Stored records
:::

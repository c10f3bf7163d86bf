//! Result type for operations that absorb their own failures.
//!
//! The store and the fetcher log failures and carry on. `Outcome` keeps the
//! distinction between "nothing there" and "it broke" visible to callers
//! while [`Outcome::into_value`] gives the default treat-both-as-empty view.

/// Success, nothing to report, or a failure that was logged and absorbed.
#[derive(Debug, Clone, PartialEq)]
pub enum Outcome<T> {
    Success(T),
    Empty,
    Failed(String),
}

impl<T> Outcome<T> {
    #[must_use]
    pub fn is_success(&self) -> bool {
        matches!(self, Outcome::Success(_))
    }

    #[must_use]
    pub fn is_empty(&self) -> bool {
        matches!(self, Outcome::Empty)
    }

    #[must_use]
    pub fn is_failed(&self) -> bool {
        matches!(self, Outcome::Failed(_))
    }

    /// The failure reason, if any.
    #[must_use]
    pub fn failure(&self) -> Option<&str> {
        match self {
            Outcome::Failed(reason) => Some(reason),
            _ => None,
        }
    }

    pub fn map<U, F: FnOnce(T) -> U>(self, f: F) -> Outcome<U> {
        match self {
            Outcome::Success(v) => Outcome::Success(f(v)),
            Outcome::Empty => Outcome::Empty,
            Outcome::Failed(reason) => Outcome::Failed(reason),
        }
    }
}

impl<T: Default> Outcome<T> {
    /// Collapse `Empty` and `Failed` into `T::default()`.
    pub fn into_value(self) -> T {
        match self {
            Outcome::Success(v) => v,
            Outcome::Empty | Outcome::Failed(_) => T::default(),
        }
    }
}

:::

Work item: Reproduce exactly the lines from the one containing "pub fn into_value(self)" through the last line of the records above, including both, and nothing else.

Task result:
    pub fn into_value(self) -> T {
        match self {
            Outcome::Success(v) => v,
            Outcome::Empty | Outcome::Failed(_) => T::default(),
        }
    }
}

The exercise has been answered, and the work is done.